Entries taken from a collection
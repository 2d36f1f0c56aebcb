//! Candidate fact lines and the per-round accumulator.

use std::fmt;

use thiserror::Error;

/// Minimum character count for an accepted fact line.
///
/// Anything shorter is stray punctuation or a list artifact, not a fact.
pub const MIN_LINE_LEN: usize = 5;

/// A fully formed line of model output: trimmed, list decoration already
/// stripped by the segmenter, long enough to plausibly be a fact.
#[derive(Debug, Clone, PartialEq, Eq, Hash)]
pub struct CandidateLine(String);

/// Why a piece of text cannot become a [`CandidateLine`].
#[derive(Debug, Error, PartialEq, Eq)]
pub enum LineError {
    #[error("line is empty after trimming")]
    Empty,
    #[error("line is too short to be a fact ({len} of {MIN_LINE_LEN} chars)")]
    TooShort { len: usize },
}

impl CandidateLine {
    /// Validates and trims `value`.
    pub fn new(value: impl Into<String>) -> Result<Self, LineError> {
        let value = value.into();
        let trimmed = value.trim();
        if trimmed.is_empty() {
            return Err(LineError::Empty);
        }
        let len = trimmed.chars().count();
        if len < MIN_LINE_LEN {
            return Err(LineError::TooShort { len });
        }
        if trimmed.len() == value.len() {
            Ok(Self(value))
        } else {
            Ok(Self(trimmed.to_string()))
        }
    }

    #[must_use]
    pub fn as_str(&self) -> &str {
        &self.0
    }

    #[must_use]
    pub fn into_inner(self) -> String {
        self.0
    }
}

impl fmt::Display for CandidateLine {
    fn fmt(&self, f: &mut fmt::Formatter<'_>) -> fmt::Result {
        f.write_str(&self.0)
    }
}

impl AsRef<str> for CandidateLine {
    fn as_ref(&self) -> &str {
        &self.0
    }
}

impl TryFrom<String> for CandidateLine {
    type Error = LineError;

    fn try_from(value: String) -> Result<Self, Self::Error> {
        Self::new(value)
    }
}

impl TryFrom<&str> for CandidateLine {
    type Error = LineError;

    fn try_from(value: &str) -> Result<Self, Self::Error> {
        Self::new(value)
    }
}

/// Ordered collection of facts accepted during one generation round.
///
/// Insertion order is discovery order and is preserved; downstream
/// numbering relies on it. [`accept`](Self::accept) is the only way in and
/// refuses exact repeats, so consumers can rely on the list being
/// duplicate-free.
#[derive(Debug, Default, Clone)]
pub struct RoundFacts {
    lines: Vec<CandidateLine>,
}

impl RoundFacts {
    #[must_use]
    pub fn new() -> Self {
        Self::default()
    }

    /// Appends `line` unless an equal line was already accepted.
    ///
    /// Returns `true` when the line was added.
    pub fn accept(&mut self, line: CandidateLine) -> bool {
        if self.lines.contains(&line) {
            return false;
        }
        self.lines.push(line);
        true
    }

    #[must_use]
    pub fn contains(&self, text: &str) -> bool {
        self.lines.iter().any(|line| line.as_str() == text)
    }

    #[must_use]
    pub fn len(&self) -> usize {
        self.lines.len()
    }

    #[must_use]
    pub fn is_empty(&self) -> bool {
        self.lines.is_empty()
    }

    /// Drops everything accepted so far. Used when reasoning text turns out
    /// to have leaked into the answer channel.
    pub fn clear(&mut self) {
        self.lines.clear();
    }

    pub fn iter(&self) -> impl Iterator<Item = &CandidateLine> {
        self.lines.iter()
    }

    #[must_use]
    pub fn as_slice(&self) -> &[CandidateLine] {
        &self.lines
    }

    #[must_use]
    pub fn into_lines(self) -> Vec<String> {
        self.lines.into_iter().map(CandidateLine::into_inner).collect()
    }
}

impl<'a> IntoIterator for &'a RoundFacts {
    type Item = &'a CandidateLine;
    type IntoIter = std::slice::Iter<'a, CandidateLine>;

    fn into_iter(self) -> Self::IntoIter {
        self.lines.iter()
    }
}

▶ **EXERCISE BRIEF**
Copy out each record word for word.

▶ **EXERCISE OUTPUT**
repository 2d36f1f0c56aebcb
//! Candidate fact lines and the per-round accumulator.

use std::fmt;

use thiserror::Error;

/// Minimum character count for an accepted fact line.
///
/// Anything shorter is stray punctuation or a list artifact, not a fact.
pub const MIN_LINE_LEN: usize = 5;

/// A fully formed line of model output: trimmed, list decoration already
/// stripped by the segmenter, long enough to plausibly be a fact.
#[derive(Debug, Clone, PartialEq, Eq, Hash)]
pub struct CandidateLine(String);

/// Why a piece of text cannot become a [`CandidateLine`].
#[derive(Debug, Error, PartialEq, Eq)]
pub enum LineError {
    #[error("line is empty after trimming")]
    Empty,
    #[error("line is too short to be a fact ({len} of {MIN_LINE_LEN} chars)")]
    TooShort { len: usize },
}

impl CandidateLine {
    /// Validates and trims `value`.
    pub fn new(value: impl Into<String>) -> Result<Self, LineError> {
        let value = value.into();
        let trimmed = value.trim();
        if trimmed.is_empty() {
            return Err(LineError::Empty);
        }
        let len = trimmed.chars().count();
        if len < MIN_LINE_LEN {
            return Err(LineError::TooShort { len });
        }
        if trimmed.len() == value.len() {
            Ok(Self(value))
        } else {
            Ok(Self(trimmed.to_string()))
        }
    }

    #[must_use]
    pub fn as_str(&self) -> &str {
        &self.0
    }

    #[must_use]
    pub fn into_inner(self) -> String {
        self.0
    }
}

impl fmt::Display for CandidateLine {
    fn fmt(&self, f: &mut fmt::Formatter<'_>) -> fmt::Result {
        f.write_str(&self.0)
    }
}

impl AsRef<str> for CandidateLine {
    fn as_ref(&self) -> &str {
        &self.0
    }
}

impl TryFrom<String> for CandidateLine {
    type Error = LineError;

    fn try_from(value: String) -> Result<Self, Self::Error> {
        Self::new(value)
    }
}

impl TryFrom<&str> for CandidateLine {
    type Error = LineError;

    fn try_from(value: &str) -> Result<Self, Self::Error> {
        Self::new(value)
    }
}

/// Ordered collection of facts accepted during one generation round.
///
/// Insertion order is discovery order and is preserved; downstream
/// numbering relies on it. [`accept`](Self::accept) is the only way in and
/// refuses exact repeats, so consumers can rely on the list being
/// duplicate-free.
#[derive(Debug, Default, Clone)]
pub struct RoundFacts {
    lines: Vec<CandidateLine>,
}

impl RoundFacts {
    #[must_use]
    pub fn new() -> Self {
        Self::default()
    }

    /// Appends `line` unless an equal line was already accepted.
    ///
    /// Returns `true` when the line was added.
    pub fn accept(&mut self, line: CandidateLine) -> bool {
        if self.lines.contains(&line) {
            return false;
        }
        self.lines.push(line);
        true
    }

    #[must_use]
    pub fn contains(&self, text: &str) -> bool {
        self.lines.iter().any(|line| line.as_str() == text)
    }

    #[must_use]
    pub fn len(&self) -> usize {
        self.lines.len()
    }

    #[must_use]
    pub fn is_empty(&self) -> bool {
        self.lines.is_empty()
    }

    /// Drops everything accepted so far. Used when reasoning text turns out
    /// to have leaked into the answer channel.
    pub fn clear(&mut self) {
        self.lines.clear();
    }

    pub fn iter(&self) -> impl Iterator<Item = &CandidateLine> {
        self.lines.iter()
    }

    #[must_use]
    pub fn as_slice(&self) -> &[CandidateLine] {
        &self.lines
    }

    #[must_use]
    pub fn into_lines(self) -> Vec<String> {
        self.lines.into_iter().map(CandidateLine::into_inner).collect()
    }
}

impl<'a> IntoIterator for &'a RoundFacts {
    type Item = &'a CandidateLine;
    type IntoIter = std::slice::Iter<'a, CandidateLine>;

    fn into_iter(self) -> Self::IntoIter {
        self.lines.iter()
    }
}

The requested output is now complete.